◆ **Exercise instructions**
Give an exact copy of the data that follows.

◆ **Data section**
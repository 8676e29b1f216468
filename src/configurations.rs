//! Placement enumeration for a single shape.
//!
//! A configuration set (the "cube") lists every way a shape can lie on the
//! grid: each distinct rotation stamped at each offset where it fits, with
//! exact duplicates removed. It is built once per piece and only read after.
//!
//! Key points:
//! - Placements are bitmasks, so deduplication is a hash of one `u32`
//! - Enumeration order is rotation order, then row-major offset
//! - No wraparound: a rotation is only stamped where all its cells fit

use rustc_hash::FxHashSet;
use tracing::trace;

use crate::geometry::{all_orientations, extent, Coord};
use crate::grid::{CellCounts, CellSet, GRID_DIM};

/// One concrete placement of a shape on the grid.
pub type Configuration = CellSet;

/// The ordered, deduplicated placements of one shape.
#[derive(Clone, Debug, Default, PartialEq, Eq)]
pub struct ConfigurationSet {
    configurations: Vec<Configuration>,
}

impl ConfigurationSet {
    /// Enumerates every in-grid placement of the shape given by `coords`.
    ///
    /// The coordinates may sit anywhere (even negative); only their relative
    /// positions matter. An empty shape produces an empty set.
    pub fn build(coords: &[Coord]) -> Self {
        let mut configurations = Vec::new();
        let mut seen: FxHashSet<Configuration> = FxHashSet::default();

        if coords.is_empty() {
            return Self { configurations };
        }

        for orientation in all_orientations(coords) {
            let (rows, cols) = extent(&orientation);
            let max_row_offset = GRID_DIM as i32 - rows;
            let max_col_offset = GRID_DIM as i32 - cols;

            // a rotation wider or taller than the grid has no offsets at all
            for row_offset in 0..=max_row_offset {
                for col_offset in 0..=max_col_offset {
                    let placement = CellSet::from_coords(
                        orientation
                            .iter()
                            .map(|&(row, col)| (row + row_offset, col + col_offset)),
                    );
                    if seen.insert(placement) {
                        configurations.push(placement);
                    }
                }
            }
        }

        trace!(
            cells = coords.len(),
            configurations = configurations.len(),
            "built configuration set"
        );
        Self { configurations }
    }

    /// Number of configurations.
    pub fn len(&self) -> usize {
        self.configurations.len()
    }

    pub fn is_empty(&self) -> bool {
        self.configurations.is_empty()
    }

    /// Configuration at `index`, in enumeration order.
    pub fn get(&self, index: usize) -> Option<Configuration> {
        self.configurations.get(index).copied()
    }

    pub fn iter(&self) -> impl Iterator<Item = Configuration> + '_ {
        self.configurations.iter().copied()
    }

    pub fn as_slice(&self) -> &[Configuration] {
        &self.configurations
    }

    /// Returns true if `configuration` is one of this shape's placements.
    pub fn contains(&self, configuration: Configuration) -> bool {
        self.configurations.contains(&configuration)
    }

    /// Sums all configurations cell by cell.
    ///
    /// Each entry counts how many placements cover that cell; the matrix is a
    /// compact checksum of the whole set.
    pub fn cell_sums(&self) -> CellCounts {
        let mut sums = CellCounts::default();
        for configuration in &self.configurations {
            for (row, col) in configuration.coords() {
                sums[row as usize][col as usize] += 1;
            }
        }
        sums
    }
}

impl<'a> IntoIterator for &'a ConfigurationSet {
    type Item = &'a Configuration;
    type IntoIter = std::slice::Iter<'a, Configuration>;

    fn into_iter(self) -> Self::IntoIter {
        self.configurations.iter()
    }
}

◆ **Response area**
repository 8676e29b1f216468
filename src/configurations.rs
//! Placement enumeration for a single shape.
//!
//! A configuration set (the "cube") lists every way a shape can lie on the
//! grid: each distinct rotation stamped at each offset where it fits, with
//! exact duplicates removed. It is built once per piece and only read after.
//!
//! Key points:
//! - Placements are bitmasks, so deduplication is a hash of one `u32`
//! - Enumeration order is rotation order, then row-major offset
//! - No wraparound: a rotation is only stamped where all its cells fit

use rustc_hash::FxHashSet;
use tracing::trace;

use crate::geometry::{all_orientations, extent, Coord};
use crate::grid::{CellCounts, CellSet, GRID_DIM};

/// One concrete placement of a shape on the grid.
pub type Configuration = CellSet;

/// The ordered, deduplicated placements of one shape.
#[derive(Clone, Debug, Default, PartialEq, Eq)]
pub struct ConfigurationSet {
    configurations: Vec<Configuration>,
}

impl ConfigurationSet {
    /// Enumerates every in-grid placement of the shape given by `coords`.
    ///
    /// The coordinates may sit anywhere (even negative); only their relative
    /// positions matter. An empty shape produces an empty set.
    pub fn build(coords: &[Coord]) -> Self {
        let mut configurations = Vec::new();
        let mut seen: FxHashSet<Configuration> = FxHashSet::default();

        if coords.is_empty() {
            return Self { configurations };
        }

        for orientation in all_orientations(coords) {
            let (rows, cols) = extent(&orientation);
            let max_row_offset = GRID_DIM as i32 - rows;
            let max_col_offset = GRID_DIM as i32 - cols;

            // a rotation wider or taller than the grid has no offsets at all
            for row_offset in 0..=max_row_offset {
                for col_offset in 0..=max_col_offset {
                    let placement = CellSet::from_coords(
                        orientation
                            .iter()
                            .map(|&(row, col)| (row + row_offset, col + col_offset)),
                    );
                    if seen.insert(placement) {
                        configurations.push(placement);
                    }
                }
            }
        }

        trace!(
            cells = coords.len(),
            configurations = configurations.len(),
            "built configuration set"
        );
        Self { configurations }
    }

    /// Number of configurations.
    pub fn len(&self) -> usize {
        self.configurations.len()
    }

    pub fn is_empty(&self) -> bool {
        self.configurations.is_empty()
    }

    /// Configuration at `index`, in enumeration order.
    pub fn get(&self, index: usize) -> Option<Configuration> {
        self.configurations.get(index).copied()
    }

    pub fn iter(&self) -> impl Iterator<Item = Configuration> + '_ {
        self.configurations.iter().copied()
    }

    pub fn as_slice(&self) -> &[Configuration] {
        &self.configurations
    }

    /// Returns true if `configuration` is one of this shape's placements.
    pub fn contains(&self, configuration: Configuration) -> bool {
        self.configurations.contains(&configuration)
    }

    /// Sums all configurations cell by cell.
    ///
    /// Each entry counts how many placements cover that cell; the matrix is a
    /// compact checksum of the whole set.
    pub fn cell_sums(&self) -> CellCounts {
        let mut sums = CellCounts::default();
        for configuration in &self.configurations {
            for (row, col) in configuration.coords() {
                sums[row as usize][col as usize] += 1;
            }
        }
        sums
    }
}

impl<'a> IntoIterator for &'a ConfigurationSet {
    type Item = &'a Configuration;
    type IntoIter = std::slice::Iter<'a, Configuration>;

    fn into_iter(self) -> Self::IntoIter {
        self.configurations.iter()
    }
}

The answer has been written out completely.